Each organization has withdrawn with a slightly different excuse. It looks are if no one is going to show up at President Obama’s party.  

 “The Mayo Clinic says it will not be part of a critical piece of national health care reform under the government's proposed rules.”

 The Mayo Clinic announced that the proposed regulations “conflict with the way it runs its Medicare operations.” Mayo treats about 400,000 Medicare patients a year. The bottom line is that Mayo figured out that they would assume too much risk, lose too much money and relinquish too much control over its processes to the federal government.

Dr. Douglas Wood, Mayo's chairman of health care policy and research said Mayo "is not going to participate in a Medicare accountable care organization under the circumstances proposed."

Mayo Clinic’s public reasons as expressed by Dr.

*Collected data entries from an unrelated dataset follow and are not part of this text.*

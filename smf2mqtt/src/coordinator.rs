use std::sync::atomic::{AtomicBool, Ordering};
use std::sync::{Arc, PoisonError, RwLock};
use std::thread;
use std::time::{Duration, Instant};

use chrono::{DateTime, Utc};
use log::{debug, error, info, warn};

use crate::error::ForecastError;
use crate::forecast::Estimate;

const WAIT_SLICE: Duration = Duration::from_secs(1);

/// Anything able to produce a fresh forecast estimate.
pub trait ForecastSource {
    fn estimate(&self) -> Result<Estimate, ForecastError>;
}

#[derive(Clone, Copy, Debug, PartialEq, Eq)]
pub enum UpdateStatus {
    /// No update has completed yet.
    Pending,
    Ok,
    Failed,
    /// The last update was rejected because of the credentials.
    ReauthRequired,
}

#[derive(Clone, Debug)]
struct StoreState {
    estimate: Option<Arc<Estimate>>,
    status: UpdateStatus,
    last_error: Option<String>,
    last_success: Option<DateTime<Utc>>,
    consecutive_failures: u32,
    generation: u64,
}

/// Point-in-time view of the store handed to publishers.
#[derive(Clone, Debug)]
pub struct Snapshot {
    pub estimate: Option<Arc<Estimate>>,
    pub status: UpdateStatus,
    pub last_error: Option<String>,
    pub last_success: Option<DateTime<Utc>>,
    pub consecutive_failures: u32,
    /// Bumped every time a new estimate replaces the current one.
    pub generation: u64,
    pub now: DateTime<Utc>,
}

impl Snapshot {
    /// Entities only report values while the last update succeeded.
    pub fn is_available(&self) -> bool {
        self.status == UpdateStatus::Ok && self.estimate.is_some()
    }
}

/// Holds the current estimate. Cloning the store shares it; the estimate
/// itself is only ever replaced, never modified.
#[derive(Clone, Debug)]
pub struct ForecastStore {
    inner: Arc<RwLock<StoreState>>,
}

impl Default for ForecastStore {
    fn default() -> Self {
        Self {
            inner: Arc::new(RwLock::new(StoreState {
                estimate: None,
                status: UpdateStatus::Pending,
                last_error: None,
                last_success: None,
                consecutive_failures: 0,
                generation: 0,
            })),
        }
    }
}

impl ForecastStore {
    pub fn current(&self) -> Option<Arc<Estimate>> {
        self.read().estimate.clone()
    }

    pub fn status(&self) -> UpdateStatus {
        self.read().status
    }

    pub fn snapshot(&self, now: DateTime<Utc>) -> Snapshot {
        let state = self.read();
        Snapshot {
            estimate: state.estimate.clone(),
            status: state.status,
            last_error: state.last_error.clone(),
            last_success: state.last_success,
            consecutive_failures: state.consecutive_failures,
            generation: state.generation,
            now,
        }
    }

    fn replace(&self, estimate: Estimate, at: DateTime<Utc>) -> Arc<Estimate> {
        let estimate = Arc::new(estimate);
        let mut state = self.write();
        if state.status == UpdateStatus::Failed || state.status == UpdateStatus::ReauthRequired {
            info!("Fetching Solar Manager forecast recovered");
        }
        state.estimate = Some(Arc::clone(&estimate));
        state.status = UpdateStatus::Ok;
        state.last_error = None;
        state.last_success = Some(at);
        state.consecutive_failures = 0;
        state.generation += 1;
        estimate
    }

    fn record_failure(&self, err: &ForecastError) {
        let status = if err.requires_reauth() {
            UpdateStatus::ReauthRequired
        } else {
            UpdateStatus::Failed
        };
        let mut state = self.write();
        if state.status == status {
            debug!("Forecast update failed again: {err}");
        } else if status == UpdateStatus::ReauthRequired {
            error!(
                "Solar Manager rejected the credentials, please update username and password: {err}"
            );
        } else {
            error!("Error communicating with Solar Manager forecast API: {err}");
        }
        state.status = status;
        state.last_error = Some(err.to_string());
        state.consecutive_failures = state.consecutive_failures.saturating_add(1);
    }

    fn read(&self) -> std::sync::RwLockReadGuard<'_, StoreState> {
        self.inner.read().unwrap_or_else(PoisonError::into_inner)
    }

    fn write(&self) -> std::sync::RwLockWriteGuard<'_, StoreState> {
        self.inner.write().unwrap_or_else(PoisonError::into_inner)
    }
}

/// Periodically refreshes the forecast and is the only writer of its store.
pub struct Coordinator<S: ForecastSource> {
    source: S,
    store: ForecastStore,
    update_interval: Duration,
}

impl<S: ForecastSource> Coordinator<S> {
    pub fn new(source: S, update_interval: Duration) -> Self {
        Self {
            source,
            store: ForecastStore::default(),
            update_interval,
        }
    }

    /// A read handle on the estimates produced by this coordinator.
    pub fn store(&self) -> ForecastStore {
        self.store.clone()
    }

    pub fn source(&self) -> &S {
        &self.source
    }

    pub fn update_interval(&self) -> Duration {
        self.update_interval
    }

    /// Fetch once. On failure the previous estimate stays current.
    pub fn refresh(&self) -> Result<Arc<Estimate>, ForecastError> {
        match self.source.estimate() {
            Ok(estimate) => {
                if estimate.is_empty() {
                    warn!("Solar Manager returned an empty forecast");
                }
                let estimate = self.store.replace(estimate, Utc::now());
                debug!(
                    "Forecast updated with {} points",
                    estimate.points().len()
                );
                Ok(estimate)
            }
            Err(err) => {
                self.store.record_failure(&err);
                Err(err)
            }
        }
    }

    /// Refresh every update interval until `shutdown` is set. The first
    /// refresh happens one interval after the call.
    pub fn run(&self, shutdown: &AtomicBool) {
        loop {
            if !sleep_until(Instant::now() + self.update_interval, shutdown) {
                break;
            }
            // failures are recorded in the store
            let _ = self.refresh();
        }
        debug!("Forecast coordinator stopped");
    }
}

/// Sleep until `deadline`, waking up regularly to check `shutdown`.
/// Returns `false` when interrupted by a shutdown request.
pub fn sleep_until(deadline: Instant, shutdown: &AtomicBool) -> bool {
    loop {
        if shutdown.load(Ordering::Relaxed) {
            return false;
        }
        let now = Instant::now();
        if now >= deadline {
            return true;
        }
        thread::sleep(WAIT_SLICE.min(deadline - now));
    }
}
use crate::mqtt_config::MqttConfig;

#[derive(Clone, Copy)]
pub enum QoS {
    AtMostOnce,
    AtLeastOnce,
    ExactlyOnce,
}

/// Message the broker publishes on our behalf when the connection drops.
#[derive(Clone, Debug)]
pub struct LastWill {
    pub topic: String,
    pub payload: String,
}

pub trait MqttWrapper {
    // This trait provides an interface that the decouples library code from an
    // implementation of the MQTT client. On library calling code, one needs to
    // wrap the MQTT implementation, i.e. the client, in a new type that in
    // turn implements this trait.

    fn publish<S, V>(&mut self, topic: S, qos: QoS, retain: bool, payload: V) -> anyhow::Result<()>
    where
        S: Clone + Into<String>,
        V: Clone + Into<Vec<u8>>;

    fn new(config: &MqttConfig, suffix: &str, last_will: Option<LastWill>) -> Self;
}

Wood are;

 

  1. Mayo does not want to significantly change what it believes is an efficient, patient-friendly program. President Obama has used Mayo’s program as an model.
  2. The gap between Mayo's way of staying accountable and the government's regulations may prove too wide to bridge.

3. Mayo objects to the government's demand that patients be included on oversight boards to judge performance. Mayo doesn't do that now and is not eager to change. Dr. Wood said, "You don't have to have a [patient] on the board to make [treatment] patient-centered,"

4. The Mayo Clinic’s lawyers decided that the antitrust rules that are part of the ACO proposal would be violated. Mayo already provides most of the health care in most of Minnesota's rural counties. Dr. Wood believes it could not operate ACOs in those areas without violating the proposed regulations.

5. The Mayo Clinic objects to the way the government plans to measure effectiveness and quality of medical care. The effectiveness measures proposed by the government include such things as 30-day mortality statistics and the number of diabetes treatments.

The Mayo Clinic believes that the way CMS proposes to measure quality will be ineffective. They will only waste money without improving outcomes.

"They don't get you close to measuring health," Wood maintained. "The simplest measure for consumers is: How effectively did the organization keep me functioning?

    6. Mayo Clinic also objects to the CMS’ way of assigning patients to ACOs.

Mayo is confident in its current approach to accountable care. It has asked CMS "to take an entirely different approach to implementation of ACOs in the country." Mayo wants the government to contract directly with groups that are already providing accountable care programs.

"We're not looking to intentionally give [health care reform] a black eye," Wood said. "We're working to implement accountable care."

President Obama’s healthcare team has stated that they are not going to be influenced by Mayo’s practical demands. They will decide on the correct course based on their theoretical ideology. 

Elliott Fisher, director of population health and policy at Dartmouth Institute in New Hampshire as spokesman for the administration said,

"Every affected stakeholder said it's not good enough yet," Fisher said. "This is how the process is supposed to work."

Dr. Fisher is statement is meaningless and non-committal.  

 Michael E. Chernew, PhD is a Professor of Health Care Policy in the Department of Health Care Policy at Harvard Medical School. He is a disciple of Dr. Donald Berwick and a member of the Medicare Payment Advisory Commission (MedPAC), which is an independent agency established to advise the U.S. Congress on issues affecting the Medicare program. He is also a member of the Institute of Medicine’s Committee on Determination of Essential Health Benefits.

 He said in response to Mayo’s announcement, "I don't think the success or failure hinges on one participant."

Mayo’s Clinic decision was the correct one. CMS wants to control every aspect of medical practice. It wants to shift the risk of care to the providers and control the criteria to judge providers. It is a no win situation for providers. “Cooperative” providers are finally starting to understand the trap President Obama has set.

The best way to win a war is not to show up.